Escape from New York

Though I won’t be going with Kurt Russell, I am leaving New York. After five years as a NY resident, I have just one month remaining in the city. I’ve tried to leave for years, but doing so can be more difficult than you can imagine.

New York is a place we both love and love to hate. Often, the things we love about it are also the very same things we hate about it. I love that I don’t need a car. I hate the MTA. I love that there is always something to do. Sometimes I get tired of all the events—the friend’s birthdays, the friend’s band’s shows, the friend’s theater productions, the happy hours, the movies, the art shows, the seemingly endless parade of things that keep me from lying in bed watching Netflix. My liver hates this as well.

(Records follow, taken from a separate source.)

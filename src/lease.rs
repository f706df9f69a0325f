//! Client-side lease timer.
//!
//! The timer releases a lock after a short idle timeout. When it fires while
//! the caller's "still active" predicate holds (typically: mid-drag) it is
//! rearmed instead. The disconnect hook covers the case where this process
//! dies before the timer can run.

use std::sync::Arc;
use std::sync::atomic::{AtomicBool, Ordering};
use std::time::Duration;

use tokio::sync::mpsc;
use tokio::task::JoinHandle;
use tokio::time::{Instant, sleep_until};
use tokio_util::sync::CancellationToken;

use shapesync_core::{ShapeId, UserId};

use crate::lock::LockManager;

/// Handle to a running lease timer. Dropping it cancels the timer.
#[derive(Debug)]
pub struct LeaseTimer {
    shape_id: ShapeId,
    extend_tx: mpsc::UnboundedSender<Duration>,
    cancel: CancellationToken,
    expired: Arc<AtomicBool>,
    task: JoinHandle<()>,
}

impl LeaseTimer {
    /// Start a timer that releases `shape` for `user` after `timeout`.
    ///
    /// `on_expire` runs once the timer has given the lock up, so the owner can
    /// drop whatever local state still assumes it is held.
    pub fn spawn<F, E>(
        locks: LockManager,
        shape: ShapeId,
        user: UserId,
        timeout: Duration,
        still_active: F,
        on_expire: E,
    ) -> Self
    where
        F: Fn() -> bool + Send + Sync + 'static,
        E: FnOnce() + Send + 'static,
    {
        let (extend_tx, mut extend_rx) = mpsc::unbounded_channel::<Duration>();
        let cancel = CancellationToken::new();
        let token = cancel.clone();
        let expired = Arc::new(AtomicBool::new(false));
        let task_expired = expired.clone();
        let task_shape = shape.clone();

        let mut on_expire = Some(on_expire);
        let task = tokio::spawn(async move {
            let mut deadline = Instant::now() + timeout;
            loop {
                tokio::select! {
                    _ = token.cancelled() => return,
                    Some(extra) = extend_rx.recv() => {
                        deadline = deadline.max(Instant::now() + extra);
                    }
                    _ = sleep_until(deadline) => {
                        if still_active() {
                            tracing::trace!(shape_id = %task_shape, "Lease still active, rearming");
                            deadline = Instant::now() + timeout;
                            continue;
                        }
                        tracing::debug!(shape_id = %task_shape, user = %user, "Lease expired");
                        task_expired.store(true, Ordering::SeqCst);
                        if let Err(e) = locks.release(&task_shape, &user).await {
                            tracing::warn!(shape_id = %task_shape, error = %e, "Failed to release expired lease");
                        }
                        if let Some(notify) = on_expire.take().filter(|_| !token.is_cancelled()) {
                            notify();
                        }
                        return;
                    }
                }
            }
        });

        Self {
            shape_id: shape,
            extend_tx,
            cancel,
            expired,
            task,
        }
    }

    pub fn shape_id(&self) -> &ShapeId {
        &self.shape_id
    }

    /// Push the deadline out to at least `by` from now
    pub fn extend(&self, by: Duration) {
        // A closed channel means the timer already fired
        let _ = self.extend_tx.send(by);
    }

    /// Stop the timer without releasing
    pub fn cancel(&self) {
        self.cancel.cancel();
    }

    /// Fired (even if the release is still in flight), cancelled, or otherwise done
    pub fn is_finished(&self) -> bool {
        self.expired.load(Ordering::SeqCst) || self.task.is_finished()
    }
}

impl Drop for LeaseTimer {
    fn drop(&mut self) {
        self.cancel.cancel();
    }
}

Yet, when I came to NY, I knew no one. My first semester here I was bored and lonely with nothing to do and no one to do it with. I sat in my huge Forest Hills apartment wondering, “Why the fuck did I come here?” In these last five years, my group of friends has grown exponentially and now I find myself sad to say goodbye to them all. They are people I love, some of whom I expect will always be a part of my life no matter how far away I go. I wish I could take them all with me, but there are new friends to be made and impending visits to be had!

I’m leaving New York because I am tired of wasting 90% of my income on rent. I’m leaving because I don’t see myself ever finding a good enough job or wanting to raise kids here (or finding a good man to do the raising with). I’m leaving because I don’t see a future for myself here. There can be no better reason to leave a place.

My mother says, “I wish you were going at the right time.” What’s the right time? If you always wait for the perfect situation to do something you’ve always dreamed of doing, you’ll just keep dreaming.

When I tell people I’m moving to Oslo, everyone always asks, “Forever?” or “For how long?” Stupid questions. How can I possibly know? Maybe I’ll stay for a little while and find, as my mother did, that I don’t actually like living in Norway. Maybe I’ll meet a gorgeous Nordic man, fall in love, and never leave. As much of a planner as I am, and perhaps because of it, it’s the not knowing that excites me.

I know I’m ready to say goodbye to America. Maybe for now, maybe for always.